As an anthropologist, Narby begins his consideration with the insights of shamans. Although scientists rarely countenance shamans, they are among the earliest of human religious specialists and they have long promoted the idea that humans are fully integrated into nature. We are not separate and above. From our brains to our bones, we are one with the natural world. If we think, should not animals think? Interestingly, this idea brings Narby into some of the same territory as Thomas Nagel; intelligence may be a cumulative process. Our brains’ ability to think may be the result of collecting together the thought processes of our fellow creatures to a point where our thinking becomes abstract. We’re told that dolphins and whales don’t think like us—they don’t build cities, do they? Maybe it’s because they didn’t evolve opposable thumbs. Maybe it’s because they’re smarter than we are.

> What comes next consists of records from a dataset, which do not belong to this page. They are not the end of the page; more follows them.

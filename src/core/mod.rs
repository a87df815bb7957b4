//! Core state machine types.
//!
//! This module contains the building blocks the engine is made of:
//! - Identifier traits for states and events
//! - The immutable transition table
//! - The linear undo/redo history
//!
//! Nothing in here performs I/O or logging; the `machine` module wires
//! these pieces together.

mod history;
mod state;
mod table;

pub use history::{HistoryMove, UndoHistory};
pub use state::{Event, State};
pub use table::TransitionTable;
//! End-to-end behaviour of the state machine through its public API.

use retrace::{ConfigError, ConfigProblem, HistoryMove, StateMachine, TransitionError};

type Machine = StateMachine<String, String>;

fn s(name: &str) -> String {
    name.to_string()
}

fn go_machine() -> Machine {
    StateMachine::from_json(
        r#"{
            "initial": "A",
            "states": {
                "A": { "transitions": { "go": "B" } },
                "B": { "transitions": {} }
            }
        }"#,
    )
    .unwrap()
}

fn chain_machine() -> Machine {
    StateMachine::from_json(
        r#"{
            "initial": "A",
            "states": {
                "A": { "transitions": { "e1": "B" } },
                "B": { "transitions": { "e2": "C" } },
                "C": { "transitions": {} }
            }
        }"#,
    )
    .unwrap()
}

#[test]
fn state_after_construction_is_initial() {
    let machine = go_machine();
    assert_eq!(machine.state(), "A");
}

#[test]
fn missing_config_fails() {
    assert!(matches!(Machine::new(None), Err(ConfigError::Missing)));
    assert!(matches!(Machine::from_json("null"), Err(ConfigError::Missing)));
    assert!(matches!(Machine::from_json(""), Err(ConfigError::Missing)));
}

#[test]
fn change_state_rejects_unknown_state() {
    let mut machine = go_machine();

    let result = machine.change_state("nope");

    assert_eq!(result, Err(TransitionError::UnknownState { state: s("nope") }));
    assert_eq!(machine.state(), "A");
    assert!(!machine.can_undo());
}

#[test]
fn trigger_resolves_event() {
    let mut machine = go_machine();

    machine.trigger("go").unwrap();

    assert_eq!(machine.state(), "B");
}

#[test]
fn undo_redo_round_trip() {
    let mut machine = go_machine();
    machine.trigger("go").unwrap();

    assert!(machine.undo().moved());
    assert_eq!(machine.state(), "A");

    assert!(machine.redo().moved());
    assert_eq!(machine.state(), "B");
}

#[test]
fn direct_jump_invalidates_redo() {
    let mut machine = go_machine();
    machine.trigger("go").unwrap();
    assert!(machine.undo().moved());
    assert_eq!(machine.state(), "A");

    machine.change_state("B").unwrap();

    assert!(!machine.redo().moved());
}

#[test]
fn fresh_machine_has_no_history() {
    let mut machine = go_machine();

    assert_eq!(machine.undo(), HistoryMove::NoHistory);
    assert_eq!(machine.state(), "A");
    assert_eq!(machine.redo(), HistoryMove::NoHistory);
    assert_eq!(machine.state(), "A");
}

#[test]
fn states_filtered_by_event() {
    let machine: Machine = StateMachine::from_json(
        r#"{
            "initial": "A",
            "states": {
                "A": { "transitions": { "x": "B" } },
                "B": { "transitions": { "y": "A" } },
                "C": { "transitions": {} }
            }
        }"#,
    )
    .unwrap();

    assert_eq!(machine.states(Some(&s("x"))), vec![&s("A")]);

    let mut all: Vec<&String> = machine.states(None);
    all.sort();
    assert_eq!(all, vec![&s("A"), &s("B"), &s("C")]);
}

#[test]
fn reset_returns_to_initial_and_keeps_history() {
    let mut machine = chain_machine();
    machine.trigger("e1").unwrap();
    machine.trigger("e2").unwrap();
    assert!(machine.undo().moved());

    machine.reset();

    assert_eq!(machine.state(), "A");
    assert_eq!(machine.history().undo_stack(), [s("A")]);
    assert_eq!(machine.history().redo_stack(), [s("C")]);

    // The kept entries are still usable after the reset
    assert_eq!(
        machine.redo(),
        HistoryMove::Moved {
            from: s("A"),
            to: s("C"),
        }
    );
}

#[test]
fn redo_does_not_refill_undo() {
    // A -e1-> B -e2-> C
    //   undo: [A, B], redo: [],  current C
    // undo(): undo: [A], redo: [C], current B
    // redo(): undo: [A], redo: [],  current C   (B is not pushed back)
    // undo(): undo: [],  redo: [C], current A
    let mut machine = chain_machine();
    machine.trigger("e1").unwrap();
    machine.trigger("e2").unwrap();

    assert!(machine.undo().moved());
    assert!(machine.redo().moved());
    assert!(machine.undo().moved());

    assert_eq!(machine.state(), "A");
    assert!(!machine.can_undo());
    assert_eq!(machine.history().redo_stack(), [s("C")]);
}

#[test]
fn clear_history_drops_both_stacks() {
    let mut machine = chain_machine();
    machine.trigger("e1").unwrap();
    machine.trigger("e2").unwrap();
    assert!(machine.undo().moved());

    machine.clear_history();

    assert_eq!(machine.state(), "B");
    assert_eq!(machine.undo(), HistoryMove::NoHistory);
    assert_eq!(machine.redo(), HistoryMove::NoHistory);
}

#[test]
fn failed_operations_leave_everything_untouched() {
    let mut machine = chain_machine();
    machine.trigger("e1").unwrap();
    machine.trigger("e2").unwrap();
    assert!(machine.undo().moved());
    let before = machine.history().clone();

    assert!(machine.trigger("e1").is_err());
    assert!(machine.change_state("Z").is_err());

    assert_eq!(machine.state(), "B");
    assert_eq!(machine.history(), &before);
}

#[test]
fn undo_after_direct_jumps_walks_back_in_order() {
    let mut machine = chain_machine();
    machine.change_state("C").unwrap();
    machine.change_state("A").unwrap();
    machine.change_state("B").unwrap();

    let mut visited = Vec::new();
    while let HistoryMove::Moved { to, .. } = machine.undo() {
        visited.push(to);
    }

    assert_eq!(visited, vec![s("A"), s("C"), s("A")]);
}

#[test]
fn invalid_config_reports_all_problems() {
    let result = Machine::from_json(
        r#"{
            "initial": "start",
            "states": {
                "A": { "transitions": { "go": "B" } }
            }
        }"#,
    );

    let err = result.unwrap_err();
    assert_eq!(
        err.problems(),
        [
            ConfigProblem::UnknownInitialState { state: s("start") },
            ConfigProblem::UnknownTarget {
                state: s("A"),
                event: s("go"),
                target: s("B"),
            },
        ]
    );
}

#[test]
fn declaration_order_is_preserved() {
    let machine: Machine = StateMachine::from_json(
        r#"{
            "initial": "zulu",
            "states": {
                "zulu": { "transitions": { "next": "alpha" } },
                "alpha": { "transitions": { "next": "mike" } },
                "mike": { "transitions": { "next": "zulu" } }
            }
        }"#,
    )
    .unwrap();

    assert_eq!(
        machine.all_states(),
        vec![&s("zulu"), &s("alpha"), &s("mike")]
    );
    assert_eq!(
        machine.states_with(&s("next")),
        vec![&s("zulu"), &s("alpha"), &s("mike")]
    );
}

#[test]
fn machine_owns_its_table() {
    let json = r#"{
        "initial": "A",
        "states": {
            "A": { "transitions": { "go": "B" } },
            "B": {}
        }
    }"#;
    let mut config = retrace::MachineConfig::<String, String>::from_json(json).unwrap();
    let mut machine = StateMachine::from_config(config.clone()).unwrap();

    // Editing the caller's copy has no effect on the machine
    config.states.clear();

    assert_eq!(machine.all_states().len(), 2);
    assert_eq!(machine.trigger("go").unwrap(), "B");
}

#[test]
fn redeclared_state_is_rejected_before_construction() {
    let result = Machine::from_json(
        r#"{
            "initial": "A",
            "states": {
                "A": { "transitions": {} },
                "B": { "transitions": {} },
                "A": { "transitions": { "go": "B" } }
            }
        }"#,
    );

    assert_eq!(
        result.unwrap_err().problems(),
        [ConfigProblem::DuplicateState { state: s("A") }]
    );
}
//! Immutable registry of states and their event transitions.

use super::state::{Event, State};
use std::collections::HashMap;

#[derive(Clone, Debug)]
struct StateEntry<S: State, E: Event> {
    state: S,
    transitions: Vec<(E, S)>,
}

/// Mapping from each declared state to its `event -> target` map.
///
/// Declaration order is preserved for every listing. The table is built
/// once from validated configuration and never changes afterwards.
///
/// # Example
///
/// ```rust
/// use retrace::StateMachine;
///
/// let machine: StateMachine<String, String> = StateMachine::from_json(
///     r#"{ "initial": "a", "states": { "a": { "transitions": { "go": "b" } }, "b": {} } }"#,
/// )
/// .unwrap();
///
/// let table = machine.table();
/// assert_eq!(table.target(&"a".to_string(), &"go".to_string()), Some(&"b".to_string()));
/// assert_eq!(table.target(&"b".to_string(), &"go".to_string()), None);
/// ```
#[derive(Clone, Debug)]
pub struct TransitionTable<S: State, E: Event> {
    entries: Vec<StateEntry<S, E>>,
    index: HashMap<S, usize>,
}

impl<S: State, E: Event> TransitionTable<S, E> {
    /// Build a table from `(state, transitions)` pairs in declaration order.
    ///
    /// Only called with validated configuration. A state declared twice
    /// would keep its first position and the later declaration's
    /// transitions.
    pub(crate) fn new(definitions: Vec<(S, Vec<(E, S)>)>) -> Self {
        let mut entries: Vec<StateEntry<S, E>> = Vec::with_capacity(definitions.len());
        let mut index: HashMap<S, usize> = HashMap::with_capacity(definitions.len());

        for (state, transitions) in definitions {
            match index.get(&state) {
                Some(&slot) => entries[slot].transitions = transitions,
                None => {
                    index.insert(state.clone(), entries.len());
                    entries.push(StateEntry { state, transitions });
                }
            }
        }

        Self { entries, index }
    }

    pub fn contains_state(&self, state: &S) -> bool {
        self.index.contains_key(state)
    }

    /// Resolve `event` from `state`.
    pub fn target(&self, state: &S, event: &E) -> Option<&S> {
        self.entry(state)?
            .transitions
            .iter()
            .find(|(candidate, _)| candidate == event)
            .map(|(_, target)| target)
    }

    /// Events with a transition out of `state`, in declaration order.
    ///
    /// Undeclared states have no events.
    pub fn events(&self, state: &S) -> Vec<&E> {
        self.entry(state)
            .map(|entry| entry.transitions.iter().map(|(event, _)| event).collect())
            .unwrap_or_default()
    }

    /// All declared states, in declaration order.
    pub fn states(&self) -> Vec<&S> {
        self.entries.iter().map(|entry| &entry.state).collect()
    }

    /// Declared states from which `event` is a valid trigger.
    pub fn states_with(&self, event: &E) -> Vec<&S> {
        self.entries
            .iter()
            .filter(|entry| entry.transitions.iter().any(|(candidate, _)| candidate == event))
            .map(|entry| &entry.state)
            .collect()
    }

    pub fn len(&self) -> usize {
        self.entries.len()
    }

    pub fn is_empty(&self) -> bool {
        self.entries.is_empty()
    }

    fn entry(&self, state: &S) -> Option<&StateEntry<S, E>> {
        self.index.get(state).map(|&slot| &self.entries[slot])
    }
}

There are, it seems, many thinkers on the outside of the hallowed confines of hard science that are chipping away at the strict materialist edifice. There can be no serious question that the empirical method explains much of what we experience in the universe. It has always amazed me, however, that we assume that humans are able to find the outer limits of existence with our limited senses. We know animals can see, hear, smell, taste, and maybe even feel in ways beyond our capabilities. Who’s to say that there isn’t other input well beyond our limited senses that we use to survive in this environment? After all, we didn’t evolve to know everything—we evolved to be able to thrive in our ecosystems. For that you don’t need all the answers—just enough to get by. If you doubt my reasoning here, I suggest you ask your dog or cat.